* Try it: Print exactly, and only, the lines running from the line containing "pub struct PatternList<L>" through the end of the records below.

* Extracted material:
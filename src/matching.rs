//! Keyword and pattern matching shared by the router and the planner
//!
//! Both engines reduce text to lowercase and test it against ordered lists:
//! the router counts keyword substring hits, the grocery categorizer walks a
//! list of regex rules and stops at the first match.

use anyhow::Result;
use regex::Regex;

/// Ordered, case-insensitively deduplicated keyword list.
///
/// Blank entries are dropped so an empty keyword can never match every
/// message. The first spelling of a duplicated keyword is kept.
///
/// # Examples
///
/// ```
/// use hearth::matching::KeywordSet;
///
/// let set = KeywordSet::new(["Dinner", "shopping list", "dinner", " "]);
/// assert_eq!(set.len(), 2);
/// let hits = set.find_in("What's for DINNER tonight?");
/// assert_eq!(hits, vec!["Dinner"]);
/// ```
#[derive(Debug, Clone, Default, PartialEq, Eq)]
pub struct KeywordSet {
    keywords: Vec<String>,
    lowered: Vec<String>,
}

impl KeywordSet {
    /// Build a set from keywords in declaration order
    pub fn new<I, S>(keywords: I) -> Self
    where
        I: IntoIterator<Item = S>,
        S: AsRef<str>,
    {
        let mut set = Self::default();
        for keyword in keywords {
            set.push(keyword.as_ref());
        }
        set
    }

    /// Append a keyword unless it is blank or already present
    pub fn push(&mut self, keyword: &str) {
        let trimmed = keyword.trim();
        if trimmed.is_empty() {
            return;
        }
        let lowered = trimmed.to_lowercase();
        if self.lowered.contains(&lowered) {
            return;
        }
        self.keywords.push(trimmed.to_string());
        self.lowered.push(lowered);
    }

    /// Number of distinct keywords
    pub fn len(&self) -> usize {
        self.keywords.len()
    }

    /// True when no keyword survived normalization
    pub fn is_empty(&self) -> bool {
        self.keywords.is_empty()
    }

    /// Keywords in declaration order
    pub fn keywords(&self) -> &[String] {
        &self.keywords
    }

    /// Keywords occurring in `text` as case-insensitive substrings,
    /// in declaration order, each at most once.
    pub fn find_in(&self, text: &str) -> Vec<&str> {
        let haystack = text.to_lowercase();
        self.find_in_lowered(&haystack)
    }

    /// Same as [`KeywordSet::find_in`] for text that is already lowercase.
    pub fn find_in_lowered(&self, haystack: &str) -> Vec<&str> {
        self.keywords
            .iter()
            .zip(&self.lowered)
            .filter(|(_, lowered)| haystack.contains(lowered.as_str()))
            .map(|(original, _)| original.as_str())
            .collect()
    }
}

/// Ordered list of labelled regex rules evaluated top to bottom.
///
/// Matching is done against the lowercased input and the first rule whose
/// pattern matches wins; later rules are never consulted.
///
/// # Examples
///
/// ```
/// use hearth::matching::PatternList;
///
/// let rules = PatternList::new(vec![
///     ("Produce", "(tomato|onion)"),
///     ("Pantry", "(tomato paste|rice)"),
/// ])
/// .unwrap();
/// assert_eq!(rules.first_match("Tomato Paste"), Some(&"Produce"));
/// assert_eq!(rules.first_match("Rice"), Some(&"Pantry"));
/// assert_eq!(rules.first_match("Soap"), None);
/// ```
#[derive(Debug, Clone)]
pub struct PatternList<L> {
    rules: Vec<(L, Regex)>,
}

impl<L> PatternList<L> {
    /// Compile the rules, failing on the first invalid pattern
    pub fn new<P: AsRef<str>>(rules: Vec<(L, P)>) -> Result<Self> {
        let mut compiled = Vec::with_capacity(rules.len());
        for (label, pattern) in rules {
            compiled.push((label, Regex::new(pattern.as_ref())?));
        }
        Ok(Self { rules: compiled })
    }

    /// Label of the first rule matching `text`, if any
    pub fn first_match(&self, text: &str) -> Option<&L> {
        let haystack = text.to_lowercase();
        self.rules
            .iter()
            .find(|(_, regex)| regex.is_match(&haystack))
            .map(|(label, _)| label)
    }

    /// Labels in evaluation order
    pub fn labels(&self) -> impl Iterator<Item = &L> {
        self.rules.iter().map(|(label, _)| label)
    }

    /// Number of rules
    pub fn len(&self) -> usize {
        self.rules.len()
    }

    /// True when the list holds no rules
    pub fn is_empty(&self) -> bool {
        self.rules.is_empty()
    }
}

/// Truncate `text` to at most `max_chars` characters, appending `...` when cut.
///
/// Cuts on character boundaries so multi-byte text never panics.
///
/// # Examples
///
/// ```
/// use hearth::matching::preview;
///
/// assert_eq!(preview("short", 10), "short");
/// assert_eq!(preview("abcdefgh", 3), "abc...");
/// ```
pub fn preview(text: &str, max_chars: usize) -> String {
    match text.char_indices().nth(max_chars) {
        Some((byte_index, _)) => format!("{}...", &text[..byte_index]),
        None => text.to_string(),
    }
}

* Exercise answer:
pub struct PatternList<L> {
    rules: Vec<(L, Regex)>,
}

impl<L> PatternList<L> {
    /// Compile the rules, failing on the first invalid pattern
    pub fn new<P: AsRef<str>>(rules: Vec<(L, P)>) -> Result<Self> {
        let mut compiled = Vec::with_capacity(rules.len());
        for (label, pattern) in rules {
            compiled.push((label, Regex::new(pattern.as_ref())?));
        }
        Ok(Self { rules: compiled })
    }

    /// Label of the first rule matching `text`, if any
    pub fn first_match(&self, text: &str) -> Option<&L> {
        let haystack = text.to_lowercase();
        self.rules
            .iter()
            .find(|(_, regex)| regex.is_match(&haystack))
            .map(|(label, _)| label)
    }

    /// Labels in evaluation order
    pub fn labels(&self) -> impl Iterator<Item = &L> {
        self.rules.iter().map(|(label, _)| label)
    }

    /// Number of rules
    pub fn len(&self) -> usize {
        self.rules.len()
    }

    /// True when the list holds no rules
    pub fn is_empty(&self) -> bool {
        self.rules.is_empty()
    }
}

/// Truncate `text` to at most `max_chars` characters, appending `...` when cut.
///
/// Cuts on character boundaries so multi-byte text never panics.
///
/// # Examples
///
/// ```
/// use hearth::matching::preview;
///
/// assert_eq!(preview("short", 10), "short");
/// assert_eq!(preview("abcdefgh", 3), "abc...");
/// ```
pub fn preview(text: &str, max_chars: usize) -> String {
    match text.char_indices().nth(max_chars) {
        Some((byte_index, _)) => format!("{}...", &text[..byte_index]),
        None => text.to_string(),
    }
}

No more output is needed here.